There’s been an excellent debate / discussion going on about school vouchers (here, here, and here), and the reasons they’re being resisted by some (many?) folks. Unions, and their motives / purposes, are interesting topics, but I have a separate question altogether.
Megan McArdle wrote (on the subject of school vouchers):
1) A voucher system which required lottery admission, gave out more money on the basis of disadvantage, and required schools to meet certain standards, would be preferable to the current system.
2) We can’t, however, get there, because there are too many political obstacles.
a) It would be unconstitutional
b) It’s not feasible politically
c) It’s not feasible institutionally
3) Therefore maybe we can muck around with charters, but don’t go crazy!
Point 1 we agree on; I think it’s fair to say that a voucher should not be used at Tom’s House of Arithmetic and Billiards. We undoubtedly will quibble about the details, but that’s a negotiation for later.

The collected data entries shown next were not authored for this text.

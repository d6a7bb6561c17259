//! Route returned by the router

use serde::{Deserialize, Serialize};

/// One turn-by-turn instruction
#[derive(Debug, Clone, PartialEq, Serialize, Deserialize)]
pub struct RouteStep {
    /// Instruction as worded by the routing service
    pub instruction_text: String,
    /// Length of this step in meters
    pub distance_meters: f64,
}

impl RouteStep {
    /// Create a step, clamping negative distances to zero
    #[must_use]
    pub fn new(instruction_text: impl Into<String>, distance_meters: f64) -> Self {
        Self {
            instruction_text: instruction_text.into(),
            distance_meters: distance_meters.max(0.0),
        }
    }
}

/// The best path between two points, in the router's native units
#[derive(Debug, Clone, PartialEq, Serialize, Deserialize)]
pub struct RouteResult {
    /// Total length in meters
    pub distance_meters: f64,
    /// Total travel time in milliseconds
    pub duration_millis: u64,
    /// Ordered instructions
    pub steps: Vec<RouteStep>,
}

impl RouteResult {
    /// Create a route result, clamping a negative distance to zero
    #[must_use]
    pub fn new(distance_meters: f64, duration_millis: u64, steps: Vec<RouteStep>) -> Self {
        Self {
            distance_meters: distance_meters.max(0.0),
            duration_millis,
            steps,
        }
    }
}
//! Distance unit value object

use serde::{Deserialize, Serialize};
use std::fmt;
use std::str::FromStr;

use crate::errors::DomainError;

/// Meters per statute mile, as used for display conversion
pub const METERS_PER_MILE: f64 = 1609.34;

/// Unit system used when presenting distances
#[derive(Debug, Clone, Copy, PartialEq, Eq, Hash, Serialize, Deserialize, Default)]
#[serde(rename_all = "lowercase")]
pub enum DistanceUnit {
    /// Kilometers
    #[default]
    Metric,
    /// Miles
    Imperial,
}

impl DistanceUnit {
    /// Meters per displayed unit
    #[must_use]
    pub const fn divisor(&self) -> f64 {
        match self {
            Self::Metric => 1000.0,
            Self::Imperial => METERS_PER_MILE,
        }
    }

    /// Suffix appended to formatted distances
    #[must_use]
    pub const fn suffix(&self) -> &'static str {
        match self {
            Self::Metric => "km",
            Self::Imperial => "miles",
        }
    }

    /// Convert meters into this unit
    #[must_use]
    pub fn from_meters(&self, meters: f64) -> f64 {
        meters / self.divisor()
    }
}

impl fmt::Display for DistanceUnit {
    fn fmt(&self, f: &mut fmt::Formatter<'_>) -> fmt::Result {
        match self {
            Self::Metric => f.write_str("metric"),
            Self::Imperial => f.write_str("imperial"),
        }
    }
}

impl FromStr for DistanceUnit {
    type Err = DomainError;

    fn from_str(s: &str) -> Result<Self, Self::Err> {
        match s.trim().to_lowercase().as_str() {
            "metric" | "km" => Ok(Self::Metric),
            "imperial" | "miles" | "mi" => Ok(Self::Imperial),
            other => Err(DomainError::invalid_input(format!(
                "unknown distance unit '{other}'"
            ))),
        }
    }
}

#[cfg(test)]
mod tests {
    use super::*;

    #[test]
    fn metric_conversion() {
        assert!((DistanceUnit::Metric.from_meters(12_345.0) - 12.345).abs() < 1e-9);
        assert_eq!(DistanceUnit::Metric.suffix(), "km");
    }

    #[test]
    fn imperial_conversion() {
        assert!((DistanceUnit::Imperial.from_meters(1609.34) - 1.0).abs() < 1e-9);
        assert_eq!(DistanceUnit::Imperial.suffix(), "miles");
    }

    #[test]
    fn parse_and_display() {
        assert_eq!(
            "Imperial".parse::<DistanceUnit>().unwrap(),
            DistanceUnit::Imperial
        );
        assert_eq!(DistanceUnit::Metric.to_string(), "metric");
        assert!("parsecs".parse::<DistanceUnit>().is_err());
    }
}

Point 2a seems silly in the context of a national healthcare debate; if nationalising the healthcare system can be done under the commerce clause, I bet I can find room for education, too.
Can somebody explain to me why, exactly, nationalization has become The Vehicle for a healthcare system? There are a number of interesting state initiatives under consideration (or in the fledgling stages of implementation), and frankly, that’s about as wide an umbrella as I think can be efficiently managed.
We have federally-funded programs (Medicare and Medicaid) that are handled differently:
Medicare, as McArdle describes, is effectively a voucher program, wherein the beneficiary takes his “voucher” to the (participating) provider of choice.
Medicaid, however, is managed at the state-level, but funded jointly by federal and state tax dollars.
Has there been a comparison of these two models in terms of efficiency, quality, and rate-leverage?
I agree that the healthcare crisis is an enormous problem. I’m very interested in proposals and solutions — but I cannot get behind any plans that rely on the federal government’s management.